• _ASSIGNED TASK_:
In the data that follows, find the line with "let cheques: Vec<Cheque>"; transcribe it, every later line up to the one with "let removed = store.transaction(|tx|", and that line as well, exactly and with no others.

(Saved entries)
-- Opening Marker --

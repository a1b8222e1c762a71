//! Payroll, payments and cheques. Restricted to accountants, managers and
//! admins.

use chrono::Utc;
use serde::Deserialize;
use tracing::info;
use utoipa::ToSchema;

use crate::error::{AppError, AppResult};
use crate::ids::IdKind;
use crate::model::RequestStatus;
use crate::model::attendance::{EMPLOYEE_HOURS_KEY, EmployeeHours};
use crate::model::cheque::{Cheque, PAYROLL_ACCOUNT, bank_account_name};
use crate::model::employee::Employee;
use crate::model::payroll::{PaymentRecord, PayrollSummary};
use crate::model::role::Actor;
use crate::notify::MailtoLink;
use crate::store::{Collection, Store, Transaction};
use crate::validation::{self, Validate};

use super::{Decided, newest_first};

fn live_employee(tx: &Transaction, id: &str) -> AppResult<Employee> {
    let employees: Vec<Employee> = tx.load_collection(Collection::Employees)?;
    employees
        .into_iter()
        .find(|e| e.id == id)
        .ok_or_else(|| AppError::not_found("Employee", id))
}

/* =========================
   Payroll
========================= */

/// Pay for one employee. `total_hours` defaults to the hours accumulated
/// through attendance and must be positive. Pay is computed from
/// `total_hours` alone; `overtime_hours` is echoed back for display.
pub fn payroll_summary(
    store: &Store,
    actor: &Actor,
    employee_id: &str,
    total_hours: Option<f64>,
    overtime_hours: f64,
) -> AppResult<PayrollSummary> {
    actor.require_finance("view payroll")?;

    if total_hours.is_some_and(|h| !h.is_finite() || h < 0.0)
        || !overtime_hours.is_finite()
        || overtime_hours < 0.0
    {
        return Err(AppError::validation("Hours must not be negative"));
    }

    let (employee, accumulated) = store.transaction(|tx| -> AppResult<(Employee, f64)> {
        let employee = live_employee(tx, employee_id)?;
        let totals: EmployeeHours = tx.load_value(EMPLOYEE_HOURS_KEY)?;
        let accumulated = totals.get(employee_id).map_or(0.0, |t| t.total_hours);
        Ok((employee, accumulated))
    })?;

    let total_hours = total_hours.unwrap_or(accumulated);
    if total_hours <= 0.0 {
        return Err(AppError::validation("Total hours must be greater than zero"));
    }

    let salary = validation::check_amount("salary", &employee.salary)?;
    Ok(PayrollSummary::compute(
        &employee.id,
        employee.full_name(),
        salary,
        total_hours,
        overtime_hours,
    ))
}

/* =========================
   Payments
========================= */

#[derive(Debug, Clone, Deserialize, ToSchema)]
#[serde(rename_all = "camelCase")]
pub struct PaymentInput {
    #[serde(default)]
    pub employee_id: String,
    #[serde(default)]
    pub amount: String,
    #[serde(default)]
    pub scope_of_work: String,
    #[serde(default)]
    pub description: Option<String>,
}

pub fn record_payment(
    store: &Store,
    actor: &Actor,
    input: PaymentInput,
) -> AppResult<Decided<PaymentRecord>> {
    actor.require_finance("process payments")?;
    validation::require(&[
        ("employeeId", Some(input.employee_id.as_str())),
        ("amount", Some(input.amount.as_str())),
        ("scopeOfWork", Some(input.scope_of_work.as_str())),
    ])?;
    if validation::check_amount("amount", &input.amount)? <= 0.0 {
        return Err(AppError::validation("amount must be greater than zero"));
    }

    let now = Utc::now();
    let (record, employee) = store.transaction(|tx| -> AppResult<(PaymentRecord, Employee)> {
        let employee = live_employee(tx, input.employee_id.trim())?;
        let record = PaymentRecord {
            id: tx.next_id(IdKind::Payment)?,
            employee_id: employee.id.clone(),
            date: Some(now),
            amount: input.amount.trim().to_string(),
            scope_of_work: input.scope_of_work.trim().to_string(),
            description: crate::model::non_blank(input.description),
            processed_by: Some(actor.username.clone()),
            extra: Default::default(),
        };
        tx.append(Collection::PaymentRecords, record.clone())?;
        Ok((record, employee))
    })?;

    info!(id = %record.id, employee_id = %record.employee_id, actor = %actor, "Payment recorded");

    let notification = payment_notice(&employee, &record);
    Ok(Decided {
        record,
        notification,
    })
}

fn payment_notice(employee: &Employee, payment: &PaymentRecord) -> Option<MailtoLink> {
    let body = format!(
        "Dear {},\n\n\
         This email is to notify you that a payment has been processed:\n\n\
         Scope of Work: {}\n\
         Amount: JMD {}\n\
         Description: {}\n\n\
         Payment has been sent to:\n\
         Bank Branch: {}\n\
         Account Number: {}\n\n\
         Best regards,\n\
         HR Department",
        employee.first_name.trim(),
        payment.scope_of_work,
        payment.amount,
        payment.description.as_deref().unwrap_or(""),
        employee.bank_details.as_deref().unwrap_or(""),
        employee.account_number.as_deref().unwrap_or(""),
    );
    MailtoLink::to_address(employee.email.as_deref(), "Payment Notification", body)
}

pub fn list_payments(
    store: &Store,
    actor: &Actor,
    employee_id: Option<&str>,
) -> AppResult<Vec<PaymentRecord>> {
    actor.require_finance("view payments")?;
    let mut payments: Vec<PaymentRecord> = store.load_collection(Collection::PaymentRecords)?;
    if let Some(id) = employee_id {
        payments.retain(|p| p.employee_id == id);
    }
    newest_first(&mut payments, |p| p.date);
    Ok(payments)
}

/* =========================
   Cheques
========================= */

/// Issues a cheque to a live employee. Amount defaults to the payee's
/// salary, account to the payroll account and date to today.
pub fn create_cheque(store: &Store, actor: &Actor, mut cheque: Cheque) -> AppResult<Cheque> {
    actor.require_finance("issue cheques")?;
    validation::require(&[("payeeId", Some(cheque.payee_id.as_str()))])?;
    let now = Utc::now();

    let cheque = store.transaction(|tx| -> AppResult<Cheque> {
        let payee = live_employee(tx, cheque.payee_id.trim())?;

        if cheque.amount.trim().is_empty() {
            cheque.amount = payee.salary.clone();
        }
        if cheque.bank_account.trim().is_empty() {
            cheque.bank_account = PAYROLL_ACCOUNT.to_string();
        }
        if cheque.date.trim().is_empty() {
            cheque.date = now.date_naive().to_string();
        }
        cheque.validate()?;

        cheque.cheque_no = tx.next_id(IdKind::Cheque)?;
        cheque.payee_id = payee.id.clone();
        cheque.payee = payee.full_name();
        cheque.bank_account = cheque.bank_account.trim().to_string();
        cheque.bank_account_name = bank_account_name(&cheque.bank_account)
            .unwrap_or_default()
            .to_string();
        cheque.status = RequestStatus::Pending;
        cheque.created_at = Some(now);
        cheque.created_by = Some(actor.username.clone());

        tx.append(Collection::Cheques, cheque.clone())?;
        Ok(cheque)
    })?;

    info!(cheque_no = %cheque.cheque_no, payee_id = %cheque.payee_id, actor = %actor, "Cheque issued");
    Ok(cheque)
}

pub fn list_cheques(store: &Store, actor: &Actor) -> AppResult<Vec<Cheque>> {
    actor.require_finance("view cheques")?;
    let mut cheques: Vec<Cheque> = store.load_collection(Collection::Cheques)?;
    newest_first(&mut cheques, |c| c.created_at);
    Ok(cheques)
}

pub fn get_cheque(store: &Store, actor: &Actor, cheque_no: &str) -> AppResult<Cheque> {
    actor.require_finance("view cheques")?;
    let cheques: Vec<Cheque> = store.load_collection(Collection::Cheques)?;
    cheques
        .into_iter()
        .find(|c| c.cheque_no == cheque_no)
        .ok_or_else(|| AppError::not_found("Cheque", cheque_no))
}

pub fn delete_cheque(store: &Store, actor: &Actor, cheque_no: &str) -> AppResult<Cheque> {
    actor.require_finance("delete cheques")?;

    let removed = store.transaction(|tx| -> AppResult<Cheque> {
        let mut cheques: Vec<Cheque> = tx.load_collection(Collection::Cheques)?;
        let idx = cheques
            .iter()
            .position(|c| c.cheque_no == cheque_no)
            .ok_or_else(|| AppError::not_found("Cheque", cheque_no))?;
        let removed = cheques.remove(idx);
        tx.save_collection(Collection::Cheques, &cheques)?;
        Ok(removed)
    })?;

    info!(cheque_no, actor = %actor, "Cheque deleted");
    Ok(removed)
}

-- Closing Marker --

• _COMPLETED TASK_:
    let cheques: Vec<Cheque> = store.load_collection(Collection::Cheques)?;
    cheques
        .into_iter()
        .find(|c| c.cheque_no == cheque_no)
        .ok_or_else(|| AppError::not_found("Cheque", cheque_no))
}

pub fn delete_cheque(store: &Store, actor: &Actor, cheque_no: &str) -> AppResult<Cheque> {
    actor.require_finance("delete cheques")?;

    let removed = store.transaction(|tx| -> AppResult<Cheque> {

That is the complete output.